### The task
Where the word "Route" occurs in a line of the listing, please copy the line.

### Input data
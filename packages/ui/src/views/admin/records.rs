//! Read-only tabs: summary counts, customers, claims and policy logs.

use api::{PolicyLog, Record};
use chrono::Local;
use dioxus::prelude::*;

use crate::admin::Stats;
use crate::format::format_log_date;

/// Column names in first-seen order across all rows.
fn headers(rows: &[Record]) -> Vec<String> {
    let mut headers: Vec<String> = Vec::new();
    for (key, _) in rows.iter().flat_map(Record::columns) {
        if !headers.contains(&key) {
            headers.push(key);
        }
    }
    headers
}

fn cells(record: &Record, headers: &[String]) -> Vec<String> {
    let columns = record.columns();
    headers
        .iter()
        .map(|h| {
            columns
                .iter()
                .find(|(key, _)| key == h)
                .map(|(_, value)| value.clone())
                .unwrap_or_default()
        })
        .collect()
}

#[component]
pub fn StatsPanel(stats: Stats) -> Element {
    let cards = [
        ("Agents", stats.agents),
        ("Policies", stats.policies),
        ("Customers", stats.customers),
        ("Claims", stats.claims),
        ("Policy logs", stats.policy_logs),
    ];

    rsx! {
        div {
            class: "stats-grid",
            for (label, count) in cards {
                div {
                    class: "stat-card",
                    span { class: "stat-count", "{count}" }
                    span { class: "stat-label", "{label}" }
                }
            }
        }
    }
}

/// Generic table over opaque backend rows.
#[component]
pub fn RecordsTable(title: String, rows: Vec<Record>) -> Element {
    if rows.is_empty() {
        return rsx! {
            p { class: "empty-state", "No {title} found." }
        };
    }
    let headers = headers(&rows);

    rsx! {
        table {
            class: "data-table",
            thead {
                tr {
                    for header in headers.iter() {
                        th { "{header}" }
                    }
                }
            }
            tbody {
                for record in rows.iter() {
                    tr {
                        for cell in cells(record, &headers) {
                            td { "{cell}" }
                        }
                    }
                }
            }
        }
    }
}

#[component]
pub fn PolicyLogsPanel(logs: Vec<PolicyLog>) -> Element {
    if logs.is_empty() {
        return rsx! {
            p { class: "empty-state", "No policy logs found." }
        };
    }
    let now = Local::now();
    let records: Vec<Record> = logs.iter().map(|log| log.record.clone()).collect();
    let headers = headers(&records);

    rsx! {
        table {
            class: "data-table",
            thead {
                tr {
                    th { "Date" }
                    for header in headers.iter() {
                        th { "{header}" }
                    }
                }
            }
            tbody {
                for log in logs.iter() {
                    tr {
                        td { {format_log_date(log, now)} }
                        for cell in cells(&log.record, &headers) {
                            td { "{cell}" }
                        }
                    }
                }
            }
        }
    }
}
use api::Destination;
use dioxus::prelude::*;
use ui::{use_app, AdminDashboard};

use crate::Route;

/// Admin dashboard page. Anyone without an admin session is sent to their
/// own landing page instead.
#[component]
pub fn Admin() -> Element {
    let app = use_app();
    let nav = use_navigator();

    let destination = app.destination();
    if destination != Destination::Admin {
        tracing::warn!(to = destination.path(), "Not an admin session, redirecting");
        nav.replace(Route::from(destination));
        return rsx! {};
    }

    rsx! {
        AdminDashboard {}
    }
}
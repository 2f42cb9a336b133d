//! # Token storage: the persistence seam for the client session
//!
//! [`TokenStore`] is a small synchronous key/value interface. The session layer
//! in the `api` crate only ever talks to this trait, so the browser build can
//! back it with `window.localStorage` ([`crate::LocalStorageStore`]), native
//! builds with files on disk ([`crate::FileStore`]), and tests with
//! [`crate::MemoryStore`].
//!
//! Writes never fail the caller. A backend that cannot persist a value simply
//! behaves as if the value was never stored.

/// Key/value storage for client-side session state.
pub trait TokenStore {
    /// Read the value stored under `key`.
    fn get(&self, key: &str) -> Option<String>;

    /// Store `value` under `key`, replacing any previous value.
    fn set(&self, key: &str, value: &str);

    /// Remove `key`. Removing a missing key is a no-op.
    fn remove(&self, key: &str);
}

impl<T: TokenStore + ?Sized> TokenStore for &T {
    fn get(&self, key: &str) -> Option<String> {
        (**self).get(key)
    }

    fn set(&self, key: &str, value: &str) {
        (**self).set(key, value)
    }

    fn remove(&self, key: &str) {
        (**self).remove(key)
    }
}
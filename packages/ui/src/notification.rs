//! # Notification banner and cancellable timers
//!
//! Each screen has one banner slot. Showing a banner replaces whatever was
//! there and arms a fresh hide timer; the [`Ticket`] returned by
//! [`Notifier::show`] is what the delayed hide must present. A ticket from an
//! older banner no longer matches, so a stale timer can't hide a newer
//! message.
//!
//! [`TimerSlot`] is the same mechanism on its own, used for the post-login
//! redirect.

/// Banner flavor.
#[derive(Debug, Clone, Copy, PartialEq, Eq)]
pub enum BannerKind {
    Success,
    Error,
}

/// A transient message for the user.
#[derive(Debug, Clone, PartialEq, Eq)]
pub struct Banner {
    pub message: String,
    pub kind: BannerKind,
}

impl Banner {
    pub fn success(message: impl Into<String>) -> Self {
        Self {
            message: message.into(),
            kind: BannerKind::Success,
        }
    }

    pub fn error(message: impl Into<String>) -> Self {
        Self {
            message: message.into(),
            kind: BannerKind::Error,
        }
    }

    pub fn is_error(&self) -> bool {
        self.kind == BannerKind::Error
    }
}

/// Proof that a delayed action was armed by the latest trigger.
#[derive(Debug, Clone, Copy, PartialEq, Eq)]
pub struct Ticket(u64);

/// A single pending delayed action. Arming or cancelling invalidates every
/// ticket handed out before.
#[derive(Debug, Clone, Default, PartialEq)]
pub struct TimerSlot {
    generation: u64,
}

impl TimerSlot {
    pub fn arm(&mut self) -> Ticket {
        self.generation += 1;
        Ticket(self.generation)
    }

    pub fn cancel(&mut self) {
        self.generation += 1;
    }

    pub fn is_live(&self, ticket: Ticket) -> bool {
        ticket.0 == self.generation
    }

    /// Consume `ticket`: true if it was live, after which the slot is idle.
    pub fn fire(&mut self, ticket: Ticket) -> bool {
        let live = self.is_live(ticket);
        if live {
            self.cancel();
        }
        live
    }
}

/// The banner slot of one screen.
#[derive(Debug, Clone, Default, PartialEq)]
pub struct Notifier {
    current: Option<Banner>,
    timer: TimerSlot,
}

impl Notifier {
    pub fn new() -> Self {
        Self::default()
    }

    /// Replace the current banner; the returned ticket hides this one only.
    pub fn show(&mut self, banner: Banner) -> Ticket {
        self.current = Some(banner);
        self.timer.arm()
    }

    /// Hide the banner if `ticket` belongs to it. Returns whether it hid.
    pub fn expire(&mut self, ticket: Ticket) -> bool {
        if self.timer.fire(ticket) {
            self.current = None;
            true
        } else {
            false
        }
    }

    pub fn dismiss(&mut self) {
        self.current = None;
        self.timer.cancel();
    }

    pub fn current(&self) -> Option<&Banner> {
        self.current.as_ref()
    }
}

### Output for this task
use crate::Route;
        nav.replace(Route::from(destination));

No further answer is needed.